Friday, February 9, 2007
Family complaints about hospital deaths; NGOs and PAS; Religion & terminal sedation & decision-making capacity
It should be noted that with Christan's flurry of posts the last couple of weeks Pallimed has now exceeded the 300 post mark.
Several things in brief:
1)
BMJ reports that over half of complaints against Britain's NHS regarding hospital care were to do with deaths:
"In many cases, families complained that they had received contradictory or confusing information from different staff caring for a relative. In other cases, relatives felt that they were unprepared for the death or had no time to arrange for family members to be present."
Sound familiar?
2)
BMJ also has an interesting look at the role of NGOs in physician assisted suicide. It examines two organizations in detail (Exit in Switzerland and Compassionate Choices in the US). Both function as patient advocacy groups, assisting people seeking PAS--Exit volunteers will even physically help people fill and administer the lethal prescription. The authors'--whose tone is neutral--take is that these organizations help people overcome the physician obstacles to PAS (the fact that many physicians want nothing to do with it). Oregon aside, the article is most relevant to the UK where there is a very active national debate about 'assisted death.' If you're interested Compassionate Choices website is quite interesting, especially in how it uses a lot of palliative-care type language (although my sense is that most palliative care clinicians in the US are neutral about PAS at best--many, myself included, feel quite negative about it--there are notable exceptions of course). The other interesting thing about CC is its use of consumerist language..."choice" etc. As if one can pick from a buffet of choices about end of life care (leather or vinyl seats?)--something that doesn't reflect the reality of dying at all.
3)
NEJM this week has an article about religion, conscience, and controversial clinical practices (full-text available for free). The article is base on a survey of American physicians and their attitudes towards religion and controversial practices. Most of the context for this is reproductive issues (abortion, contraception) but terminal sedation is also specifically included. Basically they found that most physicians feel it is appropriate to disclose their moral objections to a medical therapy, but that they should still inform their patients of all available medical options, and refer a patient to a physician willing to help the patient (86% and 71% for the last two obligations). The more religious the physician was, however, the less likely they were to endorse an obligation to informing/referring their patient. And those physicians who morally objected to a specific practice were much more likely to say that they had no obligation to inform or refer. (Only 15% of physicians personally objected to terminal sedation compared to ~half for reproductive issues.) It should be noted that only 63% of physicians responded to the survey. The lesson, I guess, is caveat emptor, and particularly regarding reproductive issues one cannot assume that your physician has your best interests in mind/agrees with you about your best interests/or will even engage with you about this.

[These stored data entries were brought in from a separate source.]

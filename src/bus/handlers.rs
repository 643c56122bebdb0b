//! Handlers wiring the commands to the discovery and execution subsystems.

use crate::breaker::CircuitBreakerRegistry;
use crate::bus::commands::*;
use crate::bus::{CommandBus, CommandHandler, OperationResult};
use crate::domain::{SourceAggregate, SourceType, SourceUpdate, ToolStatus};
use crate::executor::{ExecuteToolRequest, ExecuteToolResult, ToolExecutor};
use crate::sources::{
    BuiltinSourceAdapter, InventoryReconciler, McpSourceAdapter, OpenApiSourceAdapter,
    RefreshOutcome, SourceAdapter,
};
use crate::storage::{SecretsStore, SourceRepository, ToolRepository};
use async_trait::async_trait;
use chrono::Utc;
use std::sync::Arc;
use tracing::{info, warn};

/// The three adapters, selected by source type.
pub struct AdapterSet {
    pub openapi: Arc<OpenApiSourceAdapter>,
    pub mcp: Arc<McpSourceAdapter>,
    pub builtin: Arc<BuiltinSourceAdapter>,
}

impl AdapterSet {
    pub fn adapter_for(&self, source_type: SourceType) -> &dyn SourceAdapter {
        match source_type {
            SourceType::Openapi => self.openapi.as_ref(),
            SourceType::Mcp => self.mcp.as_ref(),
            SourceType::Builtin => self.builtin.as_ref(),
        }
    }
}

/// One service implements every admin/execution handler; registration picks
/// the pieces apart per command type.
pub struct GatewayService {
    pub sources: Arc<dyn SourceRepository>,
    pub tools: Arc<dyn ToolRepository>,
    pub secrets: Arc<dyn SecretsStore>,
    pub adapters: Arc<AdapterSet>,
    pub reconciler: Arc<InventoryReconciler>,
    pub executor: Arc<ToolExecutor>,
    pub breakers: Arc<CircuitBreakerRegistry>,
}

impl GatewayService {
    /// Build a bus with every handler registered.
    pub fn into_bus(self: Arc<Self>) -> CommandBus {
        let mut bus = CommandBus::new();
        bus.register::<RegisterSource>(self.clone());
        bus.register::<UpdateSource>(self.clone());
        bus.register::<DeleteSource>(self.clone());
        bus.register::<EnableSource>(self.clone());
        bus.register::<DisableSource>(self.clone());
        bus.register::<RefreshInventory>(self.clone());
        bus.register::<EnableTool>(self.clone());
        bus.register::<DisableTool>(self.clone());
        bus.register::<ResetCircuitBreaker>(self.clone());
        bus.register::<CleanupOrphanedTools>(self.clone());
        bus.register::<ExecuteTool>(self);
        bus
    }

    async fn load_source(&self, source_id: &str) -> Result<SourceAggregate, OperationResult<SourceAggregate>> {
        match self.sources.get(source_id).await {
            Ok(Some(source)) => Ok(source),
            Ok(None) => Err(OperationResult::not_found("source", source_id)),
            Err(e) => Err(OperationResult::internal_error(e.to_string())),
        }
    }
}

#[async_trait]
impl CommandHandler<RegisterSource> for GatewayService {
    async fn handle(&self, command: RegisterSource) -> OperationResult<SourceAggregate> {
        match self.sources.get(&command.id).await {
            Ok(Some(_)) => {
                return OperationResult::conflict(format!("source '{}' already exists", command.id));
            }
            Err(e) => return OperationResult::internal_error(e.to_string()),
            Ok(None) => {}
        }

        if command.validate {
            let auth_config = match self.secrets.get_auth_config(&command.id).await {
                Ok(config) => config,
                Err(e) => return OperationResult::internal_error(e.to_string()),
            };
            let adapter = self.adapters.adapter_for(command.source_type);
            let probe_url = command.spec_url.as_deref().unwrap_or(&command.url);
            if !adapter.validate_url(probe_url, auth_config.as_ref()).await {
                return OperationResult::bad_request(format!(
                    "'{}' does not point at a valid {} source",
                    probe_url,
                    match command.source_type {
                        SourceType::Openapi => "OpenAPI",
                        SourceType::Mcp => "MCP",
                        SourceType::Builtin => "builtin",
                    }
                ));
            }
        }

        let now = Utc::now();
        let (mut source, _registered) = SourceAggregate::register(
            command.id,
            command.name,
            command.url,
            command.source_type,
            command.auth_mode,
            now,
        );
        source.apply_update(
            SourceUpdate {
                spec_url: command.spec_url,
                default_audience: command.default_audience,
                required_scopes: Some(command.required_scopes),
                mcp_config: command.mcp_config,
                ..Default::default()
            },
            now,
        );

        if let Err(e) = self.sources.add(source.clone()).await {
            return OperationResult::conflict(e.to_string());
        }
        info!("registered source '{}'", source.id);
        OperationResult::ok(source)
    }
}

#[async_trait]
impl CommandHandler<UpdateSource> for GatewayService {
    async fn handle(&self, command: UpdateSource) -> OperationResult<SourceAggregate> {
        let mut source = match self.load_source(&command.source_id).await {
            Ok(source) => source,
            Err(result) => return result,
        };
        source.apply_update(command.update, Utc::now());
        if let Err(e) = self.sources.update(source.clone()).await {
            return OperationResult::internal_error(e.to_string());
        }
        OperationResult::ok(source)
    }
}

#[async_trait]
impl CommandHandler<DeleteSource> for GatewayService {
    async fn handle(&self, command: DeleteSource) -> OperationResult<usize> {
        let mut source = match self.sources.get(&command.source_id).await {
            Ok(Some(source)) => source,
            Ok(None) => return OperationResult::not_found("source", &command.source_id),
            Err(e) => return OperationResult::internal_error(e.to_string()),
        };

        // Cascade order: tools deprecate first, so projections never observe
        // a tool pointing at a missing source; the SourceDeleted event closes
        // the source's own stream.
        let mut events = match self.reconciler.deprecate_all(&command.source_id).await {
            Ok(events) => events,
            Err(e) => return OperationResult::internal_error(e.to_string()),
        };
        let deprecated = events.len();
        events.extend(source.delete(Utc::now()));

        if let Err(e) = self.sources.remove(&command.source_id).await {
            return OperationResult::internal_error(e.to_string());
        }
        info!(
            "deleted source '{}' ({} tools deprecated, {} events)",
            command.source_id,
            deprecated,
            events.len()
        );
        OperationResult::ok(deprecated)
    }
}

#[async_trait]
impl CommandHandler<EnableSource> for GatewayService {
    async fn handle(&self, command: EnableSource) -> OperationResult<SourceAggregate> {
        let mut source = match self.load_source(&command.source_id).await {
            Ok(source) => source,
            Err(result) => return result,
        };
        source.enable(Utc::now());
        if let Err(e) = self.sources.update(source.clone()).await {
            return OperationResult::internal_error(e.to_string());
        }
        OperationResult::ok(source)
    }
}

#[async_trait]
impl CommandHandler<DisableSource> for GatewayService {
    async fn handle(&self, command: DisableSource) -> OperationResult<SourceAggregate> {
        let mut source = match self.load_source(&command.source_id).await {
            Ok(source) => source,
            Err(result) => return result,
        };
        source.disable(Utc::now());
        if let Err(e) = self.sources.update(source.clone()).await {
            return OperationResult::internal_error(e.to_string());
        }
        OperationResult::ok(source)
    }
}

#[async_trait]
impl CommandHandler<RefreshInventory> for GatewayService {
    async fn handle(&self, command: RefreshInventory) -> OperationResult<RefreshOutcome> {
        let source = match self.sources.get(&command.source_id).await {
            Ok(Some(source)) => source,
            Ok(None) => return OperationResult::not_found("source", &command.source_id),
            Err(e) => return OperationResult::internal_error(e.to_string()),
        };
        if !source.is_enabled {
            return OperationResult::bad_request(format!(
                "source '{}' is disabled",
                command.source_id
            ));
        }

        let auth_config = match self.secrets.get_auth_config(&source.id).await {
            Ok(config) => config,
            Err(e) => return OperationResult::internal_error(e.to_string()),
        };
        let adapter = self.adapters.adapter_for(source.source_type);
        let url = source.spec_url.as_deref().unwrap_or(&source.url);
        let ingestion = adapter
            .fetch_and_normalize(
                url,
                auth_config.as_ref(),
                source.default_audience.as_deref(),
                source.mcp_config.as_ref(),
            )
            .await;

        match self
            .reconciler
            .reconcile(&source.id, &ingestion, command.force)
            .await
        {
            Ok((outcome, _events)) => OperationResult::ok(outcome),
            Err(e) => OperationResult::internal_error(e.to_string()),
        }
    }
}

#[async_trait]
impl CommandHandler<EnableTool> for GatewayService {
    async fn handle(&self, command: EnableTool) -> OperationResult<crate::domain::ToolAggregate> {
        let mut tool = match self.tools.get(&command.tool_id).await {
            Ok(Some(tool)) => tool,
            Ok(None) => return OperationResult::not_found("tool", &command.tool_id),
            Err(e) => return OperationResult::internal_error(e.to_string()),
        };
        tool.enable(Utc::now());
        if let Err(e) = self.tools.update(tool.clone()).await {
            return OperationResult::internal_error(e.to_string());
        }
        OperationResult::ok(tool)
    }
}

#[async_trait]
impl CommandHandler<DisableTool> for GatewayService {
    async fn handle(&self, command: DisableTool) -> OperationResult<crate::domain::ToolAggregate> {
        let mut tool = match self.tools.get(&command.tool_id).await {
            Ok(Some(tool)) => tool,
            Ok(None) => return OperationResult::not_found("tool", &command.tool_id),
            Err(e) => return OperationResult::internal_error(e.to_string()),
        };
        tool.disable(Utc::now());
        if let Err(e) = self.tools.update(tool.clone()).await {
            return OperationResult::internal_error(e.to_string());
        }
        OperationResult::ok(tool)
    }
}

#[async_trait]
impl CommandHandler<ResetCircuitBreaker> for GatewayService {
    async fn handle(&self, command: ResetCircuitBreaker) -> OperationResult<usize> {
        match command.key {
            Some(key) => match self.breakers.reset(&key).await {
                Some(()) => OperationResult::ok(1),
                None => OperationResult::not_found("circuit_breaker", &key),
            },
            None => OperationResult::ok(self.breakers.reset_all().await),
        }
    }
}

#[async_trait]
impl CommandHandler<CleanupOrphanedTools> for GatewayService {
    async fn handle(&self, command: CleanupOrphanedTools) -> OperationResult<Vec<String>> {
        let all_tools = match self.tools.list_all().await {
            Ok(tools) => tools,
            Err(e) => return OperationResult::internal_error(e.to_string()),
        };

        let mut orphaned = Vec::new();
        for tool in all_tools {
            let source_exists = match self.sources.get(&tool.source_id).await {
                Ok(source) => source.is_some(),
                Err(e) => return OperationResult::internal_error(e.to_string()),
            };
            if !source_exists {
                orphaned.push(tool.id.clone());
                if !command.dry_run {
                    if let Err(e) = self.tools.remove(&tool.id).await {
                        return OperationResult::internal_error(e.to_string());
                    }
                }
            }
        }
        if !orphaned.is_empty() {
            info!(
                "{} {} orphaned tool(s)",
                if command.dry_run { "found" } else { "removed" },
                orphaned.len()
            );
        }
        OperationResult::ok(orphaned)
    }
}

#[async_trait]
impl CommandHandler<ExecuteTool> for GatewayService {
    async fn handle(&self, command: ExecuteTool) -> OperationResult<ExecuteToolResult> {
        let tool = match self.tools.get(&command.tool_id).await {
            Ok(Some(tool)) => tool,
            Ok(None) => return OperationResult::not_found("tool", &command.tool_id),
            Err(e) => return OperationResult::internal_error(e.to_string()),
        };
        if tool.status == ToolStatus::Deleted {
            return OperationResult::not_found("tool", &command.tool_id);
        }
        if !tool.is_enabled {
            return OperationResult::forbidden(format!("tool '{}' is disabled", command.tool_id));
        }

        let source = match self.sources.get(&tool.source_id).await {
            Ok(Some(source)) => source,
            Ok(None) => return OperationResult::not_found("source", &tool.source_id),
            Err(e) => return OperationResult::internal_error(e.to_string()),
        };
        if !source.is_enabled {
            return OperationResult::forbidden(format!("source '{}' is disabled", source.id));
        }

        let auth_config = match self.secrets.get_auth_config(&source.id).await {
            Ok(config) => config,
            Err(e) => {
                warn!("secrets store lookup failed for '{}': {}", source.id, e);
                None
            }
        };

        let result = self
            .executor
            .execute(ExecuteToolRequest {
                tool_id: tool.id.clone(),
                definition: tool.definition.clone(),
                arguments: command.arguments,
                agent_token: command.agent_token,
                source_id: source.id.clone(),
                auth_mode: source.auth_mode,
                auth_config,
                default_audience: source.default_audience.clone(),
                mcp_config: source.mcp_config.clone(),
                validate_schema: command.validate_schema,
            })
            .await;

        // Success and failure share the wire shape; the bus returns 200 with
        // the embedded status either way.
        OperationResult::ok(result)
    }
}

I wish the authors had asked the physicians if they believed they should promote their own religious beliefs to their patients--my guess is that only a tiny minority of physicians, even the most religious ones, would endorse this. This, to me, raises the question of whether there is an active/passive element at play here--that it is ok for your religious beliefs to "passively" effect your patients (not mentioning to them legal and effective medical therapies based on your religious beliefs) but actively proselytizing is not ok. Of course active/passive distinctions are frequently invoked in palliative care as being morally valid....
4)
In a laterally related article The Hastings Center has just published a report on patient religious belief and medical-decision making capacity (free .pdf here). It is a long argument (that I can't really summarize) that religious beliefs may lead to patients lacking medical decision-making capacity, but that this does not necessarily mean that those patients are incompetent to make decisions. Incompetent in the sense of patients having their (legal and ethical) right to autonomy and to decide what is done to their body taken away from them. Are certain patients due to strongly held religious beliefs incapable of rationally understanding medical information and making decisions on that? Yes. Does this mean their right to make decisions should be forfeited? No (not necessarily). This is the crux of the author's argument. A problem, which is addressed in the article, is that one person's religious beliefs may be another's psychosis, and does cultural sanctioning of religious beliefs ( i.e. there are a lot of believers in X therefore it's ok versus a small fringe-cult's beliefs) make a difference in what is, well, crazy (my words, not the authors) and what is faith?